If it is $5 a month, an annual subscription would need to be at least $55 (1 month free) and a life time subscription would need to be expensive enough to generate about $50 a year (somewhere between $1,000.00 and $2,000.00 depending on what one expects for an investment return).

Giving 4 months free ($40) and letting one pay for 2.5 years and get lifetime service cannot possibly be sustainable.

Lifetime service not tied to hardware with a fixed lifespan, cannot work otherwise.

Plex does this so must be doable but not sure if this is at loss to generate subscribers and monetize through users somehow or if this is at $0 profit.
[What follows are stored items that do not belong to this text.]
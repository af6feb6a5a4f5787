// Copyright 2025 Rheostat Contributors
//
// Licensed under the Apache License, Version 2.0 (the "License");
// you may not use this file except in compliance with the License.
// You may obtain a copy of the License at
//
//     http://www.apache.org/licenses/LICENSE-2.0
//
// Unless required by applicable law or agreed to in writing, software
// distributed under the License is distributed on an "AS IS" BASIS,
// WITHOUT WARRANTIES OR CONDITIONS OF ANY KIND, either express or implied.
// See the License for the specific language governing permissions and
// limitations under the License.

//! The scheduling-policy contract and the built-in value-first policy.
//!
//! A policy consumes a frozen snapshot of the registered execution
//! contexts and mutates a tentative accounting view through a handle that
//! enforces the ledger invariants on every write. It never talks to
//! applications and never sees control groups; the scheduler invoker and
//! the synchronization manager own those.

use crate::model::exc::ExcState;
use crate::model::path::ResourcePath;
use crate::model::resource::AssignmentMap;
use crate::services::accountant::ViewHandle;
use rheostat_common::model::{AwmId, ExcKey};
use tracing::debug;

#[derive(Debug, thiserror::Error)]
pub enum PolicyError {
    #[error("policy produced an inconsistent assignment: {0}")]
    Inconsistent(String),
    #[error("policy aborted: {0}")]
    Aborted(String),
}

/// One selectable working mode, demand included.
#[derive(Debug, Clone)]
pub struct AwmOption {
    pub id: AwmId,
    pub value: u32,
    pub resources: AssignmentMap,
}

/// Frozen per-context policy input.
#[derive(Debug, Clone)]
pub struct PolicyExc {
    pub key: ExcKey,
    /// Lower numbers are more important.
    pub priority: u8,
    pub state: ExcState,
    pub current_awm: Option<AwmId>,
    /// Percent; positive means the application asked for more.
    pub goal_gap: i32,
    /// Enabled working modes only, in recipe order.
    pub options: Vec<AwmOption>,
}

#[derive(Debug, Clone, Default)]
pub struct PolicyInput {
    pub excs: Vec<PolicyExc>,
}

/// One placement decision: the chosen working mode (or none, parking the
/// context) and the concrete resources bound to it.
#[derive(Debug, Clone)]
pub struct Assignment {
    pub key: ExcKey,
    pub awm: Option<AwmId>,
    pub resources: AssignmentMap,
}

#[derive(Debug, Clone, Default)]
pub struct PolicyOutput {
    pub assignments: Vec<Assignment>,
}

pub trait Policy: Send + Sync {
    fn name(&self) -> &'static str;

    fn schedule(
        &self,
        input: &PolicyInput,
        view: &mut ViewHandle<'_>,
    ) -> Result<PolicyOutput, PolicyError>;
}

/// Default policy: contexts in priority order (goal gap breaks ties),
/// each placed on its highest-value working mode that fits the tentative
/// view, falling back through lower-value modes, parking the context when
/// nothing fits.
pub struct ValueFirstPolicy;

impl Policy for ValueFirstPolicy {
    fn name(&self) -> &'static str {
        "value-first"
    }

    fn schedule(
        &self,
        input: &PolicyInput,
        view: &mut ViewHandle<'_>,
    ) -> Result<PolicyOutput, PolicyError> {
        let mut ordered: Vec<&PolicyExc> = input.excs.iter().collect();
        ordered.sort_by(|a, b| {
            a.priority
                .cmp(&b.priority)
                .then(b.goal_gap.cmp(&a.goal_gap))
                .then(a.key.cmp(&b.key))
        });

        let mut output = PolicyOutput::default();
        for exc in ordered {
            // Start from a clean slate so a context competes for its own
            // currently held resources like everyone else.
            view.unbook(exc.key)
                .map_err(|error| PolicyError::Aborted(error.to_string()))?;

            let mut options: Vec<&AwmOption> = exc.options.iter().collect();
            options.sort_by(|a, b| b.value.cmp(&a.value).then(a.id.cmp(&b.id)));

            let mut placed = None;
            for option in options {
                match bind_demand(view, &option.resources) {
                    Some(bound) => {
                        if view.book(exc.key, &bound, false).is_ok() {
                            placed = Some((option.id, bound));
                            break;
                        }
                    }
                    None => continue,
                }
            }

            match placed {
                Some((awm, resources)) => {
                    debug!(exc = %exc.key, %awm, "placed");
                    output.assignments.push(Assignment {
                        key: exc.key,
                        awm: Some(awm),
                        resources,
                    });
                }
                None => {
                    debug!(exc = %exc.key, "no working mode fits, parking");
                    output.assignments.push(Assignment {
                        key: exc.key,
                        awm: None,
                        resources: AssignmentMap::new(),
                    });
                }
            }
        }
        Ok(output)
    }
}

/// Resolves a recipe demand into concrete resources as the view currently
/// stands. Concrete entries pass through; a wildcard entry is spread over
/// the matching resources with free capacity. Returns `None` when the
/// demand cannot be satisfied.
pub fn bind_demand(
    view: &ViewHandle<'_>,
    demand: &AssignmentMap,
) -> Option<AssignmentMap> {
    let mut bound = AssignmentMap::new();
    for (path, quantity) in demand {
        if path.is_concrete() {
            *bound.entry(path.clone()).or_insert(0) += quantity;
            continue;
        }
        let mut remaining = *quantity;
        let candidates = view.resources_matching(path).ok()?;
        for descriptor in candidates {
            if remaining == 0 {
                break;
            }
            let already = bound.get(&descriptor.path).copied().unwrap_or(0);
            let free = descriptor.available().saturating_sub(already);
            if free == 0 {
                continue;
            }
            let take = free.min(remaining);
            *bound.entry(descriptor.path).or_insert(0) += take;
            remaining -= take;
        }
        if remaining > 0 {
            return None;
        }
    }
    Some(bound)
}

/// Smoke test for the built-in policy, reachable from the daemon's
/// `--self-test` flag.
pub fn self_test() -> anyhow::Result<()> {
    use crate::services::accountant::ResourceAccountant;

    let accountant = ResourceAccountant::new();
    for pe in 0..4 {
        accountant.register(ResourcePath::processing_element(0, 0, pe), 100)?;
    }
    accountant.set_platform_ready();

    let demand = |bandwidth: u64| {
        let mut map = AssignmentMap::new();
        map.insert("sys0.cpu0.pe".parse::<ResourcePath>().unwrap(), bandwidth);
        map
    };
    let exc = |pid: u32, priority: u8| PolicyExc {
        key: ExcKey::new(
            rheostat_common::model::AppPid(pid),
            rheostat_common::model::ExcId(0),
        ),
        priority,
        state: ExcState::Scheduling,
        current_awm: None,
        goal_gap: 0,
        options: vec![
            AwmOption {
                id: AwmId(0),
                value: 10,
                resources: demand(100),
            },
            AwmOption {
                id: AwmId(1),
                value: 30,
                resources: demand(300),
            },
        ],
    };

    let input = PolicyInput {
        excs: vec![exc(1, 0), exc(2, 1)],
    };
    let token = accountant.make_view("self-test");
    let mut view = ViewHandle::new(&accountant, token);
    let output = ValueFirstPolicy.schedule(&input, &mut view)?;

    let placed: Vec<Option<AwmId>> = output
        .assignments
        .iter()
        .map(|assignment| assignment.awm)
        .collect();
    anyhow::ensure!(
        placed == vec![Some(AwmId(1)), Some(AwmId(0))],
        "unexpected placement {placed:?}"
    );
    accountant.discard(token);
    Ok(())
}

#[cfg(test)]
mod tests {
    use test_r::test;

    use super::*;
    use crate::services::accountant::ResourceAccountant;
    use rheostat_common::model::{AppPid, ExcId};

    fn accountant_with_pes(count: u16) -> ResourceAccountant {
        let accountant = ResourceAccountant::new();
        for pe in 0..count {
            accountant
                .register(ResourcePath::processing_element(0, 0, pe), 100)
                .unwrap();
        }
        accountant
            .register(ResourcePath::memory_node(0, 0), 1024 * 1024 * 1024)
            .unwrap();
        accountant.set_platform_ready();
        accountant
    }

    fn demand(bandwidth: u64, memory: u64) -> AssignmentMap {
        let mut map = AssignmentMap::new();
        map.insert("sys0.cpu0.pe".parse::<ResourcePath>().unwrap(), bandwidth);
        if memory > 0 {
            map.insert(ResourcePath::memory_node(0, 0), memory);
        }
        map
    }

    fn exc(pid: u32, priority: u8, demands: &[(u8, u32, u64)]) -> PolicyExc {
        PolicyExc {
            key: ExcKey::new(AppPid(pid), ExcId(0)),
            priority,
            state: ExcState::Scheduling,
            current_awm: None,
            goal_gap: 0,
            options: demands
                .iter()
                .map(|(id, value, bandwidth)| AwmOption {
                    id: AwmId(*id),
                    value: *value,
                    resources: demand(*bandwidth, 0),
                })
                .collect(),
        }
    }

    #[test]
    fn the_highest_value_mode_wins_when_it_fits() {
        let accountant = accountant_with_pes(4);
        let token = accountant.make_view("scheduled");
        let mut view = ViewHandle::new(&accountant, token);
        let input = PolicyInput {
            excs: vec![exc(1, 0, &[(0, 10, 100), (1, 20, 200), (2, 30, 200)])],
        };
        let output = ValueFirstPolicy.schedule(&input, &mut view).unwrap();
        assert_eq!(output.assignments[0].awm, Some(AwmId(2)));
    }

    #[test]
    fn lower_priority_contexts_fall_back_to_smaller_modes() {
        // Four processing elements; both contexts want three of them.
        let accountant = accountant_with_pes(4);
        let token = accountant.make_view("scheduled");
        let mut view = ViewHandle::new(&accountant, token);
        let input = PolicyInput {
            excs: vec![
                exc(1, 0, &[(0, 10, 100), (1, 30, 300)]),
                exc(2, 1, &[(0, 10, 100), (1, 30, 300)]),
            ],
        };
        let output = ValueFirstPolicy.schedule(&input, &mut view).unwrap();
        assert_eq!(output.assignments[0].awm, Some(AwmId(1)));
        assert_eq!(output.assignments[1].awm, Some(AwmId(0)));

        // Every processing element is granted at most once.
        let total_bound: u64 = output
            .assignments
            .iter()
            .flat_map(|assignment| assignment.resources.values())
            .sum();
        assert_eq!(total_bound, 400);
    }

    #[test]
    fn an_unplaceable_context_is_parked() {
        let accountant = accountant_with_pes(1);
        let token = accountant.make_view("scheduled");
        let mut view = ViewHandle::new(&accountant, token);
        let input = PolicyInput {
            excs: vec![
                exc(1, 0, &[(0, 10, 100)]),
                exc(2, 1, &[(0, 10, 100)]),
            ],
        };
        let output = ValueFirstPolicy.schedule(&input, &mut view).unwrap();
        assert_eq!(output.assignments[0].awm, Some(AwmId(0)));
        assert_eq!(output.assignments[1].awm, None);
    }

    #[test]
    fn binding_spreads_a_wildcard_demand_over_free_elements() {
        let accountant = accountant_with_pes(4);
        let token = accountant.make_view("scheduled");
        let view = ViewHandle::new(&accountant, token);
        let bound = bind_demand(&view, &demand(250, 0)).unwrap();
        let per_pe: Vec<u64> = bound.values().copied().collect();
        assert_eq!(per_pe, vec![100, 100, 50]);
        assert!(bind_demand(&view, &demand(500, 0)).is_none());
    }

    #[test]
    fn self_test_passes() {
        self_test().unwrap();
    }
}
Not sure what cost would be ($100 -$200000) and not sure what profit is desired but this was not point. Point was, if possible and not ridiculously priced it could be good.

From your examples it looks like you have an assumption that the cost of cloud services will remain constant over time. When actually the cost of compute and storage units decreases over time due to Moore’s law and economies of scale created by organisations moving from self-hosting to the cloud.
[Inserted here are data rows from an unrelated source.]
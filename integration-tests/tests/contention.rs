// Copyright 2025 Rheostat Contributors
//
// Licensed under the Apache License, Version 2.0 (the "License");
// you may not use this file except in compliance with the License.
// You may obtain a copy of the License at
//
//     http://www.apache.org/licenses/LICENSE-2.0
//
// Unless required by applicable law or agreed to in writing, software
// distributed under the License is distributed on an "AS IS" BASIS,
// WITHOUT WARRANTIES OR CONDITIONS OF ANY KIND, either express or implied.
// See the License for the specific language governing permissions and
// limitations under the License.

use integration_tests::{contender_recipe, exc_key, wait_until, TestEnvironment};
use rheostat_common::model::AwmId;
use rheostat_daemon::model::path::ResourcePath;
use std::collections::HashSet;
use std::time::Duration;
use test_r::test;

#[test]
async fn contending_contexts_share_the_platform_without_overlap() -> anyhow::Result<()> {
    let high = contender_recipe(0);
    let low = contender_recipe(1);
    let env =
        TestEnvironment::start(&[("first-class", &high), ("second-class", &low)]).await?;

    let first = env.connect("first", 101).await?;
    let second = env.connect("second", 102).await?;
    let exc_first = first.register("main", "first-class").await?;
    let exc_second = second.register("main", "second-class").await?;
    exc_first.enable().await?;
    exc_second.enable().await?;

    // Four processing elements, both want three: priority wins, the
    // other falls back.
    let assignment_first = exc_first.get_working_mode().await?;
    let assignment_second = exc_second.get_working_mode().await?;
    assert_eq!(assignment_first.awm_id, 1);
    assert_eq!(assignment_second.awm_id, 0);

    let services = env.services();
    let booked: u64 = (0..4)
        .map(|pe| {
            services
                .accountant
                .usage(&ResourcePath::processing_element(0, 0, pe))
        })
        .sum();
    assert_eq!(booked, 400);

    // No processing element shows up in both control groups.
    let cpus_first: HashSet<u16> = env
        .proxy
        .cgroup_of(exc_key(101, 0))
        .expect("first control group")
        .cpus
        .into_iter()
        .collect();
    let cpus_second: HashSet<u16> = env
        .proxy
        .cgroup_of(exc_key(102, 0))
        .expect("second control group")
        .cpus
        .into_iter()
        .collect();
    assert!(cpus_first.is_disjoint(&cpus_second));

    env.shutdown().await
}

#[test]
async fn a_busy_context_is_dropped_from_the_round_and_retried() -> anyhow::Result<()> {
    let greedy = contender_recipe(0);
    let elastic = contender_recipe(1);
    let env = TestEnvironment::start(&[("greedy", &greedy), ("elastic", &elastic)]).await?;

    let holder = env.connect("holder", 101).await?;
    let exc_holder = holder.register("main", "greedy").await?;
    exc_holder.enable().await?;
    assert_eq!(exc_holder.get_working_mode().await?.awm_id, 1);

    let worker = env.connect("worker", 102).await?;
    let exc_worker = worker.register("main", "elastic").await?;
    exc_worker.enable().await?;
    // Only one processing element left, so the small mode it is.
    assert_eq!(exc_worker.get_working_mode().await?.awm_id, 0);

    let key = exc_key(102, 0);
    let services = env.services().clone();

    // The worker enters a cycle and stays there, so it cannot reach a
    // quiescent point while the upgrade round runs.
    exc_worker.pre_run();

    // Freeing the wide allocation invites an upgrade.
    drop(exc_holder);
    drop(holder);

    // The round must leave the busy worker untouched on its small mode.
    tokio::time::sleep(Duration::from_millis(800)).await;
    {
        let descriptor = services.applications.get(key)?;
        let runtime = descriptor.runtime();
        assert_eq!(runtime.current_awm, Some(AwmId(0)));
    }

    // Once the cycle ends, the next tick retries and the upgrade lands.
    exc_worker.post_run().await?;
    wait_until("worker upgraded to the wide mode", Duration::from_secs(5), || {
        let services = services.clone();
        async move {
            services
                .applications
                .get(key)
                .map(|descriptor| descriptor.runtime().current_awm == Some(AwmId(1)))
                .unwrap_or(false)
        }
    })
    .await;

    env.shutdown().await
}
Personally I agree with others here that yet another monthly sub is not desirable.

I also think that $5/mth is massively overpriced, and the language being used to describe it confuses ‘donation’ with ‘cost to provide service’, which are two different business models.

Business Model is key.

If goal is profit than my apology, charge away.
If goal is not profit, lifetime or other pay methods can make sense.

Thanks for pointing out Moore’s Law @CJB

Actually, my assumption is based on their statements that they plan to increase the services provided over time, which means that costs are likely to remain fairly constant since even as rates what they cover would increase, keeping things at a wash.

There is a great moment if one takes a tour at Pixar. The guide shows off the render farm and says that in 1995 when Toy Story was made, it took 8 hours to render a frame. He or she then says: “Given Moore’s Law” how long does it take to render a frame today?

The answer is, of course, at least 8 hours (some are even longer). As machines have gotten faster, the complexity has increased. That, coupled with inflation, is why I expect that they need a constant stream of revenue.

In addition, they have said that some of the cost will go to supporting staff to ensure the project continues without suffering from burn out. This is also an ongoing cost that requires a constant revenue stream.

To be clear, nothing they currently offer as part of Home Assistant Cloud is of interest to me, but I am happy to help provide $60 to maintain software I think has much more value than that.

Plex monetizes their customer in several ways, including advertising and “special offers”:

As a subscriber, you get exclusive access to Plex Pass Perks, which offers discounts and deals, early looks, and VIP experiences from our partners. AND you get to use the newest features before everyone else! We add promotions all the time, so be sure to check back often.

Personally, I would rather not have my information be sold.

Your statement is correct that it is all about business model. I have no idea if the Home Assistant developers plan to run this as a non-profit, or a for-profit, so I cannot discuss their plans, but I can say that the software is worth more than $60 a year to me and I am happy to support it.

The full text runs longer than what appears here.